Es cierto que no todos los cuentos son excelentes. No hay un equilibrio en la potencia de sus tramas, aunque sí una calidad innegable en lo que respecta a las formas. Su literatura, de tono realista al estilo de Rafael Chirbes, queda esta vez incompleta. Suele argumentar que esta característica es voluntaria. Una forma de hacer, justamente, mala letra. No escribir el cuento que el lector espera. No darle la posibilidad de encontrar respuestas sino de abrir aún más interrogantes, de enfrentarse con dilemas que la mayoría de las personas preferirían no abordar. El cuento “Apenas unos milímetros” es uno de los casos más claros. Sin embargo, resulta también obvio y este es un rasgo que se debería evitar en el género por ser algo así como un pecado mortal. En “¿Qué nos está pasando?” la claridad en la separación esperable entre buenos y malos se diluye y da lugar a que lo turbio se ocupe del desenlace. “Mármol”, sin embargo, destaca como uno de los textos mejor desenvueltos. Todos, como suele demandársele a un conjunto de relatos, contienen una unidad temática. Acá es, sin duda, la culpa. Y hay, incluso, guiños metaliterarios en los que la misma autora se incluye, aunque siempre jugando a camuflarse en el espejo de algún otro personaje que la interpela.
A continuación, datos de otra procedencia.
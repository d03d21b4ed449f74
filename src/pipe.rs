//! Role-aware byte streams over a [`Multiplexer`] channel.
//!
//! On the master a pipe cuts whatever is written into packets; on a slave it
//! stitches the received packets back into the same byte stream. Application
//! code that only uses the role-transparent calls (`broadcast*`, `barrier`,
//! `gather`) runs unchanged on every node.

use crate::multiplexer::{Multiplexer, Session};
use crate::packet::Packet;
use crate::types::{ChannelId, ClusterError, GatherOp, NodeRole, Result};
use tracing::{trace, warn};

/// Plain values with a fixed little-endian wire layout.
///
/// Both sides must agree out of band on what is sent; nothing about the type
/// travels with the bytes.
pub trait WireValue: Sized + Copy {
    const SIZE: usize;

    fn encode(self, out: &mut [u8]);

    fn decode(bytes: &[u8]) -> Self;
}

macro_rules! wire_value {
    ($($ty:ty),*) => {$(
        impl WireValue for $ty {
            const SIZE: usize = std::mem::size_of::<$ty>();

            fn encode(self, out: &mut [u8]) {
                out[..Self::SIZE].copy_from_slice(&self.to_le_bytes());
            }

            fn decode(bytes: &[u8]) -> Self {
                let mut raw = [0u8; std::mem::size_of::<$ty>()];
                raw.copy_from_slice(&bytes[..Self::SIZE]);
                <$ty>::from_le_bytes(raw)
            }
        }
    )*};
}

wire_value!(u8, u16, u32, u64, u128, i8, i16, i32, i64, i128, f32, f64);

impl WireValue for bool {
    const SIZE: usize = 1;

    fn encode(self, out: &mut [u8]) {
        out[0] = u8::from(self);
    }

    fn decode(bytes: &[u8]) -> Self {
        bytes[0] != 0
    }
}

/// Largest [`WireValue::SIZE`] of the types above.
const MAX_WIRE_SIZE: usize = 16;

/// Longest string accepted by [`Pipe::write_str`] and [`Pipe::read_string`].
/// A longer length prefix on the read side means the stream is out of step.
pub const MAX_STRING_LEN: usize = 16 << 20;

#[derive(Default)]
struct Outgoing {
    packet: Option<Packet>,
    cursor: usize,
}

#[derive(Default)]
struct Incoming {
    packet: Option<Packet>,
    cursor: usize,
    fault: Option<String>,
}

enum Stream {
    Master(Outgoing),
    Slave(Incoming),
}

/// A channel's byte stream as seen from this node.
///
/// Dropping a master pipe sends any bytes still sitting in a partially filled
/// packet before the channel is closed. Use [`Pipe::close`] to observe errors
/// from that final flush.
pub struct Pipe<M: Multiplexer> {
    session: Session<M>,
    channel: ChannelId,
    stream: Stream,
    open: bool,
}

impl<M: Multiplexer> Pipe<M> {
    pub fn open(session: &Session<M>) -> Result<Self> {
        let channel = session.multiplexer().open_pipe()?;
        let stream = match session.role() {
            NodeRole::Master => Stream::Master(Outgoing::default()),
            NodeRole::Slave => Stream::Slave(Incoming::default()),
        };
        Ok(Self {
            session: session.clone(),
            channel,
            stream,
            open: true,
        })
    }

    pub fn channel(&self) -> ChannelId {
        self.channel
    }

    pub fn role(&self) -> NodeRole {
        match self.stream {
            Stream::Master(_) => NodeRole::Master,
            Stream::Slave(_) => NodeRole::Slave,
        }
    }

    pub fn session(&self) -> &Session<M> {
        &self.session
    }

    pub fn packet_capacity(&self) -> usize {
        self.session.packet_capacity()
    }

    fn outgoing(&mut self, operation: &'static str) -> Result<&mut Outgoing> {
        match &mut self.stream {
            Stream::Master(out) => Ok(out),
            Stream::Slave(_) => Err(ClusterError::RoleViolation {
                operation,
                role: NodeRole::Slave,
            }),
        }
    }

    fn incoming(&mut self, operation: &'static str) -> Result<&mut Incoming> {
        match &mut self.stream {
            Stream::Slave(input) => Ok(input),
            Stream::Master(_) => Err(ClusterError::RoleViolation {
                operation,
                role: NodeRole::Master,
            }),
        }
    }

    /// Master only. Appends `data` to the stream, sending every packet that
    /// fills up along the way.
    pub fn write_raw(&mut self, data: &[u8]) -> Result<()> {
        let channel = self.channel;
        let mux = self.session.multiplexer();
        let out = match &mut self.stream {
            Stream::Master(out) => out,
            Stream::Slave(_) => {
                return Err(ClusterError::RoleViolation {
                    operation: "write_raw",
                    role: NodeRole::Slave,
                })
            }
        };

        let mut remaining = data;
        while !remaining.is_empty() {
            let mut packet = match out.packet.take() {
                Some(packet) => packet,
                None => {
                    out.cursor = 0;
                    mux.new_packet()?
                }
            };

            let n = remaining.len().min(packet.capacity() - out.cursor);
            packet.buffer_mut()[out.cursor..out.cursor + n].copy_from_slice(&remaining[..n]);
            out.cursor += n;
            packet.set_len(out.cursor)?;
            remaining = &remaining[n..];

            if packet.is_full() {
                mux.send_packet(channel, packet)?;
                out.cursor = 0;
            } else {
                out.packet = Some(packet);
            }
        }
        Ok(())
    }

    /// Slave only. Fills `data` from the stream, waiting for packets as
    /// needed.
    pub async fn read_raw(&mut self, data: &mut [u8]) -> Result<()> {
        let channel = self.channel;
        let mux = self.session.multiplexer();
        let input = match &mut self.stream {
            Stream::Slave(input) => input,
            Stream::Master(_) => {
                return Err(ClusterError::RoleViolation {
                    operation: "read_raw",
                    role: NodeRole::Master,
                })
            }
        };

        let mut filled = 0;
        while filled < data.len() {
            let packet = match input.packet.take() {
                Some(packet) => packet,
                None => {
                    input.cursor = 0;
                    receive(mux, channel, input).await?
                }
            };

            let n = (data.len() - filled).min(packet.len() - input.cursor);
            data[filled..filled + n].copy_from_slice(&packet.as_slice()[input.cursor..input.cursor + n]);
            input.cursor += n;
            filled += n;

            if input.cursor < packet.len() {
                input.packet = Some(packet);
            } else {
                mux.delete_packet(packet);
            }
        }
        Ok(())
    }

    /// Sends `data` from the master and overwrites it with the master's bytes
    /// on every slave.
    pub async fn broadcast_raw(&mut self, data: &mut [u8]) -> Result<()> {
        match self.stream {
            Stream::Master(_) => self.write_raw(data),
            Stream::Slave(_) => self.read_raw(data).await,
        }
    }

    /// Master only. Sends the partially filled packet now, so the next write
    /// starts a fresh packet.
    pub fn finish_message(&mut self) -> Result<()> {
        self.outgoing("finish_message")?;
        self.flush()
    }

    /// Master only. Sends `data` as exactly one packet, even when empty.
    /// Pending stream bytes are flushed first.
    pub fn write_chunk(&mut self, data: &[u8]) -> Result<()> {
        self.outgoing("write_chunk")?;
        self.flush()?;
        let mux = self.session.multiplexer();
        let mut packet = mux.new_packet()?;
        packet.copy_from(data)?;
        mux.send_packet(self.channel, packet)
    }

    /// Slave only. Receives exactly one packet, as sent by
    /// [`Pipe::write_chunk`].
    pub async fn read_chunk(&mut self) -> Result<Packet> {
        let channel = self.channel;
        let mux = self.session.multiplexer();
        let input = match &mut self.stream {
            Stream::Slave(input) => input,
            Stream::Master(_) => {
                return Err(ClusterError::RoleViolation {
                    operation: "read_chunk",
                    role: NodeRole::Master,
                })
            }
        };
        if input.packet.is_some() {
            return Err(ClusterError::Protocol(format!(
                "chunk read on channel {channel} while a packet is partially drained"
            )));
        }
        receive(mux, channel, input).await
    }

    /// Blocks until every node reaches the barrier. The master flushes first,
    /// so the barrier never overtakes data written before it.
    pub async fn barrier(&mut self) -> Result<()> {
        self.flush()?;
        self.session.multiplexer().barrier(self.channel).await
    }

    /// Combines `value` from every node with `op`. The master flushes first.
    pub async fn gather(&mut self, value: u64, op: GatherOp) -> Result<u64> {
        self.flush()?;
        self.session.multiplexer().gather(self.channel, value, op).await
    }

    /// Master only. Flushes pending bytes, then tells every slave that this
    /// stream has failed. Slave reads on the channel fail with
    /// [`ClusterError::RemoteFault`] from then on.
    pub fn abort(&mut self, reason: &str) -> Result<()> {
        self.outgoing("abort")?;
        self.flush()?;
        self.session.multiplexer().send_fault(self.channel, reason)
    }

    pub fn write<T: WireValue>(&mut self, value: T) -> Result<()> {
        let mut raw = [0u8; MAX_WIRE_SIZE];
        value.encode(&mut raw);
        self.write_raw(&raw[..T::SIZE])
    }

    pub async fn read<T: WireValue>(&mut self) -> Result<T> {
        let mut raw = [0u8; MAX_WIRE_SIZE];
        self.read_raw(&mut raw[..T::SIZE]).await?;
        Ok(T::decode(&raw))
    }

    pub async fn broadcast<T: WireValue>(&mut self, value: &mut T) -> Result<()> {
        match self.stream {
            Stream::Master(_) => self.write(*value),
            Stream::Slave(_) => {
                *value = self.read().await?;
                Ok(())
            }
        }
    }

    pub fn write_slice<T: WireValue>(&mut self, values: &[T]) -> Result<()> {
        self.outgoing("write_slice")?;
        for value in values {
            self.write(*value)?;
        }
        Ok(())
    }

    pub async fn read_into<T: WireValue>(&mut self, values: &mut [T]) -> Result<()> {
        self.incoming("read_into")?;
        for value in values.iter_mut() {
            *value = self.read().await?;
        }
        Ok(())
    }

    /// Writes a u32 byte length followed by the UTF-8 bytes.
    pub fn write_str(&mut self, value: &str) -> Result<()> {
        self.outgoing("write_str")?;
        if value.len() > MAX_STRING_LEN {
            return Err(ClusterError::Protocol(format!(
                "string of {} bytes is too long",
                value.len()
            )));
        }
        self.write(value.len() as u32)?;
        self.write_raw(value.as_bytes())
    }

    pub async fn read_string(&mut self) -> Result<String> {
        let len = self.read::<u32>().await? as usize;
        if len > MAX_STRING_LEN {
            return Err(ClusterError::Protocol(format!(
                "string length {len} on channel {} exceeds {MAX_STRING_LEN} bytes",
                self.channel
            )));
        }
        let mut raw = vec![0; len];
        self.read_raw(&mut raw).await?;
        String::from_utf8(raw).map_err(|e| ClusterError::Protocol(format!("invalid UTF-8 string: {e}")))
    }

    /// Flush and close the channel.
    pub fn close(mut self) -> Result<()> {
        self.shutdown()
    }

    fn flush(&mut self) -> Result<()> {
        let channel = self.channel;
        let mux = self.session.multiplexer();
        if let Stream::Master(out) = &mut self.stream {
            if let Some(packet) = out.packet.take() {
                out.cursor = 0;
                if !packet.is_empty() {
                    trace!(%channel, len = packet.len(), "flushing partial packet");
                    mux.send_packet(channel, packet)?;
                }
            }
        }
        Ok(())
    }

    fn shutdown(&mut self) -> Result<()> {
        if !self.open {
            return Ok(());
        }
        self.open = false;
        let flushed = self.flush();
        if let Stream::Slave(input) = &mut self.stream {
            input.packet = None;
        }
        let closed = self.session.multiplexer().close_pipe(self.channel);
        flushed.and(closed)
    }
}

/// Wait for the next packet of `channel`, latching a fault so that every
/// later read reports it too.
async fn receive<M: Multiplexer>(mux: &M, channel: ChannelId, input: &mut Incoming) -> Result<Packet> {
    if let Some(reason) = &input.fault {
        return Err(ClusterError::RemoteFault {
            channel,
            reason: reason.clone(),
        });
    }
    match mux.receive_packet(channel).await {
        Err(ClusterError::RemoteFault { channel, reason }) => {
            input.fault = Some(reason.clone());
            Err(ClusterError::RemoteFault { channel, reason })
        }
        other => other,
    }
}

impl<M: Multiplexer> Drop for Pipe<M> {
    fn drop(&mut self) {
        if let Err(e) = self.shutdown() {
            warn!(channel = %self.channel, error = %e, "failed to flush pipe on drop");
        }
    }
}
Dicen que se trata de su obra más autobiográfica. Ella lo confirma, pero le pone condiciones. Asegura que sólo es así si nos centramos en criterios sentimentales. Es cierto que las cuestiones que acá se abordan hablan de temas que la perturbaron emocionalmente a lo largo de su vida. Sin ir más lejos ella era una de esas alumnas a las que el profesor reprendía por no tomar bien el lápiz en la escuela. Bien o mal. No había otras variantes. Y acá la autora se demora en la venganza. No sólo de ese profesor que le imponía un uso determinado de la herramienta de escritura, sino de todos los mandatos que, inferimos, ha debido revivir a lo largo de la creación de esta obra. Si la mayor parte de los relatos están vinculados a la infancia, también hay una gran cantidad que tienen como protagonistas a mujeres. Varias son adolescentes que, si no poeseen roles protagónicos, sí se colocan como elementos disruptivos dentro de la trama. Chicas malas que se niegan a encajar en un contexto determinado. Que sobresalen, a veces, por el propio reto de oponerse a las órdenes. Otras que se callan. Muchas que no saben distinguir en qué lugar ubicarse frente al transcurso de su propia vida. Pocas que sólo desean huir o no haber sido testigos de algo perturbador.
Sara Mesa no nos adelanta el futuro. No nos ofrece respuestas. Señala la rama rota y el vaso caído con precisión de orfebre pero no nos ofrece en ningún caso el zoom sobre la canilla que no cierra. Las gotas de agua caen con un ruido desquiciante. Y su literatura funciona como un altoparlante para esas goteras. Es decisión del lector entrometerse en ese goteo, darse la oportunidad de completar las múltiples elipsis que la autora genera en cada relato y atreverse a recordar, quizás, que hubo un instante, hace demasiado tiempo, en que pisó una rama seca o dejó que un vaso se precipitase contra el piso. O alguien lo hizo, tal vez, demasiado cerca como para que diera tiempo de cerrar los ojos.